§ PROBLEM TO SOLVE
Every line in the records below that holds "Validate" must be identified and copied.

Saved entries
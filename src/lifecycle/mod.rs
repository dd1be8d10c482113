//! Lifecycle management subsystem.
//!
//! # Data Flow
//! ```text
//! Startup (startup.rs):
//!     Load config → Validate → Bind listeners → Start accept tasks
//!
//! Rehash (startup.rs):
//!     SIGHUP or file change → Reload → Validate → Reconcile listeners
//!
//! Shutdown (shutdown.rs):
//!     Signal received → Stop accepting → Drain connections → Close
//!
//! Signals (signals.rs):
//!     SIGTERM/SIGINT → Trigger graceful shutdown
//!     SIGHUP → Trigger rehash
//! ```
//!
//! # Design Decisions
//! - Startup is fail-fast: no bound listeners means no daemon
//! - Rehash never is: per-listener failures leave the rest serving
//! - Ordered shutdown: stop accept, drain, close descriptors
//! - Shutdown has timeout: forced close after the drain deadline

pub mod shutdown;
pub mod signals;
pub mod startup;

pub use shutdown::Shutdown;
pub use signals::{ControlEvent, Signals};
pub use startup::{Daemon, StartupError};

==

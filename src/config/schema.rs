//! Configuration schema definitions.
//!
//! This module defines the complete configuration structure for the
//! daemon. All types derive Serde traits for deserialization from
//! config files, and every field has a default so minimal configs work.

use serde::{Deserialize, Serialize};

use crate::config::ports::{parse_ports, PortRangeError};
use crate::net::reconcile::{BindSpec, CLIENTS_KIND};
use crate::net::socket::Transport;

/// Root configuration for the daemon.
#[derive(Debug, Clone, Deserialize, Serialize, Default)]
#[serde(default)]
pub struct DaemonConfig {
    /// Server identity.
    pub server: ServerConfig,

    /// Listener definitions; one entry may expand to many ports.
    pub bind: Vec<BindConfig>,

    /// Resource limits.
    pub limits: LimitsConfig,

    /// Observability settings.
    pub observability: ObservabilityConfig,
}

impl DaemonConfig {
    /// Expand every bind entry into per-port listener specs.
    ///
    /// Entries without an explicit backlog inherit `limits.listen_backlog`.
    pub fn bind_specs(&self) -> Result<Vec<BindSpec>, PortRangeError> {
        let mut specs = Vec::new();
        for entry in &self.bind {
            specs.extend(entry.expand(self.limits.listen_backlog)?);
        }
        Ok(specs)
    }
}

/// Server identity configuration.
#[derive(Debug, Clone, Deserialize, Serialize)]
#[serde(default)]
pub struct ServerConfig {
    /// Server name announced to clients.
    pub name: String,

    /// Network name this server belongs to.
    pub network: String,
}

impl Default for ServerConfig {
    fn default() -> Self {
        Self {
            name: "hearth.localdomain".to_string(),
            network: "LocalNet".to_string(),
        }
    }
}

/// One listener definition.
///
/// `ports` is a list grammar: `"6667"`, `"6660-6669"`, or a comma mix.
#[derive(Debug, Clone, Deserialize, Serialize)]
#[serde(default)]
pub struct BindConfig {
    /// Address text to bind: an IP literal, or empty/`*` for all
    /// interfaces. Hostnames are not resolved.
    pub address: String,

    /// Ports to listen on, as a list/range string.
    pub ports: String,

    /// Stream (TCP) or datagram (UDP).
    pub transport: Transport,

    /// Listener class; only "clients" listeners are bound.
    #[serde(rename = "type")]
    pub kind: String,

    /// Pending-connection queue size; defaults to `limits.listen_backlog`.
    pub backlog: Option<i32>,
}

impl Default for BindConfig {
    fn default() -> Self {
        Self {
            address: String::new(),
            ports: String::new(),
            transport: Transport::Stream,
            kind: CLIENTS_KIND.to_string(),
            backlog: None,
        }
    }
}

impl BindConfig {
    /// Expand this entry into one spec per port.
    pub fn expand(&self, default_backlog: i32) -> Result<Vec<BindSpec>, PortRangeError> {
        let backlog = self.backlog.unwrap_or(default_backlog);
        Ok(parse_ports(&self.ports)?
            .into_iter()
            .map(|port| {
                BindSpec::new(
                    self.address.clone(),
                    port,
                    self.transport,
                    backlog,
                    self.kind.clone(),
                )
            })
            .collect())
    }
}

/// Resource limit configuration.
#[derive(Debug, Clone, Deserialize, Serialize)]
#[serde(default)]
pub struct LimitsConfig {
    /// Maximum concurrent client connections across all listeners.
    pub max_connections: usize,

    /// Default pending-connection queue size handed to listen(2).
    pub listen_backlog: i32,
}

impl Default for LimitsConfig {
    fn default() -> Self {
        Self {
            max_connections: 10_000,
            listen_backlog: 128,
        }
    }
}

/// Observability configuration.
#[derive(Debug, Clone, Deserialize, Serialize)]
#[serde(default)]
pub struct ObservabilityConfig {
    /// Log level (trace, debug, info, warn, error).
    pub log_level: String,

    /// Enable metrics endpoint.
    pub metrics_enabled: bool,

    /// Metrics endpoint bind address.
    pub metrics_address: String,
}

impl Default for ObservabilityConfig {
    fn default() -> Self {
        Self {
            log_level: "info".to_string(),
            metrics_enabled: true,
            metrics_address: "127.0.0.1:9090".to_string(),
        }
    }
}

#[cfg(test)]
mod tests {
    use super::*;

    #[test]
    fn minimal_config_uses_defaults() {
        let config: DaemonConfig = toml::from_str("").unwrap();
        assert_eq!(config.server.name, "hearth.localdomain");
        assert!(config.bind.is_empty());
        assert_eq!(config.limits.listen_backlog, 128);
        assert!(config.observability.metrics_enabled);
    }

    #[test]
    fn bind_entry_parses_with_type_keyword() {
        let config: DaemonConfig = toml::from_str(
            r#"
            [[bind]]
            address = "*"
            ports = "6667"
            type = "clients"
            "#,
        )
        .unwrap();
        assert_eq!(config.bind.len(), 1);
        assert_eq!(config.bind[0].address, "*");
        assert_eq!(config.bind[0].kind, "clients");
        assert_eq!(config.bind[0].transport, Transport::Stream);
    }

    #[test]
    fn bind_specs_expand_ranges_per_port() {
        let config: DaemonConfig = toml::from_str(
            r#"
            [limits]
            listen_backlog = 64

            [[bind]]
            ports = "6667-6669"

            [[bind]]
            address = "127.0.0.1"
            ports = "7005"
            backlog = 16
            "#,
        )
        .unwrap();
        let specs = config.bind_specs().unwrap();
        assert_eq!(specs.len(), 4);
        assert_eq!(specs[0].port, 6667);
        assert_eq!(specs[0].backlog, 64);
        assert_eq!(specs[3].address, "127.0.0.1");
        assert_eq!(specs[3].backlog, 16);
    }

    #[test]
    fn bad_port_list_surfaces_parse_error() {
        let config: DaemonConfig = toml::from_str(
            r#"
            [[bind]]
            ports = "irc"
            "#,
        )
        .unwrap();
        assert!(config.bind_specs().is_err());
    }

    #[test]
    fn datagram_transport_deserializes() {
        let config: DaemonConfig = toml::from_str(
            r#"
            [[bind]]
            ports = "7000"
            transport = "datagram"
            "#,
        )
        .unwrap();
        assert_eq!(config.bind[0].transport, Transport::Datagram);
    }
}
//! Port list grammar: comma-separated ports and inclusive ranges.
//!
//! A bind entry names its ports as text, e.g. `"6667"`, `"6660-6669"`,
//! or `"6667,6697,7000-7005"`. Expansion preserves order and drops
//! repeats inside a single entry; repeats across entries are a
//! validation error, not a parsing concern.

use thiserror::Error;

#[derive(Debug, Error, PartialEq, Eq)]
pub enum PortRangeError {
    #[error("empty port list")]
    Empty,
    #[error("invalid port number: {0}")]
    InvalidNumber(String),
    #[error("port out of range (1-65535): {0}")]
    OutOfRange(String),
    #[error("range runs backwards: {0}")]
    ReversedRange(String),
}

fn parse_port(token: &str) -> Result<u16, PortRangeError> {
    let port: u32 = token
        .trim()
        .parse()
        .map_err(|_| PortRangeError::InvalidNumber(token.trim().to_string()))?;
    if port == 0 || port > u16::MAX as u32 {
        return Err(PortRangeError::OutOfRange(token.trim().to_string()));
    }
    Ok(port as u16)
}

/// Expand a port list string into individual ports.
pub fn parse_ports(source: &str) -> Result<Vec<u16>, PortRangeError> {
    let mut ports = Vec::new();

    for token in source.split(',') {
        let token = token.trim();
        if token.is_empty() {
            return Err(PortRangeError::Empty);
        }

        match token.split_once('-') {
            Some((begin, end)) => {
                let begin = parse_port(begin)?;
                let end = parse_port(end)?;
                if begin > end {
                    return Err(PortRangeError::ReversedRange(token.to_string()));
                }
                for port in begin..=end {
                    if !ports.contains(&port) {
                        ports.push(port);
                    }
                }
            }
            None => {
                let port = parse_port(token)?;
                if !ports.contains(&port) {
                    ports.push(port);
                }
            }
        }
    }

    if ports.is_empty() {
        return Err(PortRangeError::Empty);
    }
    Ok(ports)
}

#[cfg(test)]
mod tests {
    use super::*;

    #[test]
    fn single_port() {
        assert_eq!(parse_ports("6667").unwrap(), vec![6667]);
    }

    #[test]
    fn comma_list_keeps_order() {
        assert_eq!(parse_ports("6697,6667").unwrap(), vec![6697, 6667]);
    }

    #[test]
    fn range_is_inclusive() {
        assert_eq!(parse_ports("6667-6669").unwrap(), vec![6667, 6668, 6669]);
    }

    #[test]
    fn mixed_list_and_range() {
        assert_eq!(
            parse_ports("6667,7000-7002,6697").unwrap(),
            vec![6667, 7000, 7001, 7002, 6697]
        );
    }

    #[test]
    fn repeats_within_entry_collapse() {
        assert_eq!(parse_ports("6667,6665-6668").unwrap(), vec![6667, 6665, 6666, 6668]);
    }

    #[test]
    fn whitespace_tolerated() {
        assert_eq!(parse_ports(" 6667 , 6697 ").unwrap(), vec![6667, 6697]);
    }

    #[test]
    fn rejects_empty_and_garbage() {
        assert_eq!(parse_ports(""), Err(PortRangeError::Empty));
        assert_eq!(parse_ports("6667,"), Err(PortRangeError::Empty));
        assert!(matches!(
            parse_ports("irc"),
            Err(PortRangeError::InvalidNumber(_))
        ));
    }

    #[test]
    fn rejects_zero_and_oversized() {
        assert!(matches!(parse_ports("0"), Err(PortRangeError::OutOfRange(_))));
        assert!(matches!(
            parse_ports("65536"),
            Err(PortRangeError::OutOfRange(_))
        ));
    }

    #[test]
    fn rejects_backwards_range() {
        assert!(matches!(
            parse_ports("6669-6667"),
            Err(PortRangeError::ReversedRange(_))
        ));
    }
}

§ SOLUTION BELOW
//!     Load config → Validate → Bind listeners → Start accept tasks
//!     SIGHUP or file change → Reload → Validate → Reconcile listeners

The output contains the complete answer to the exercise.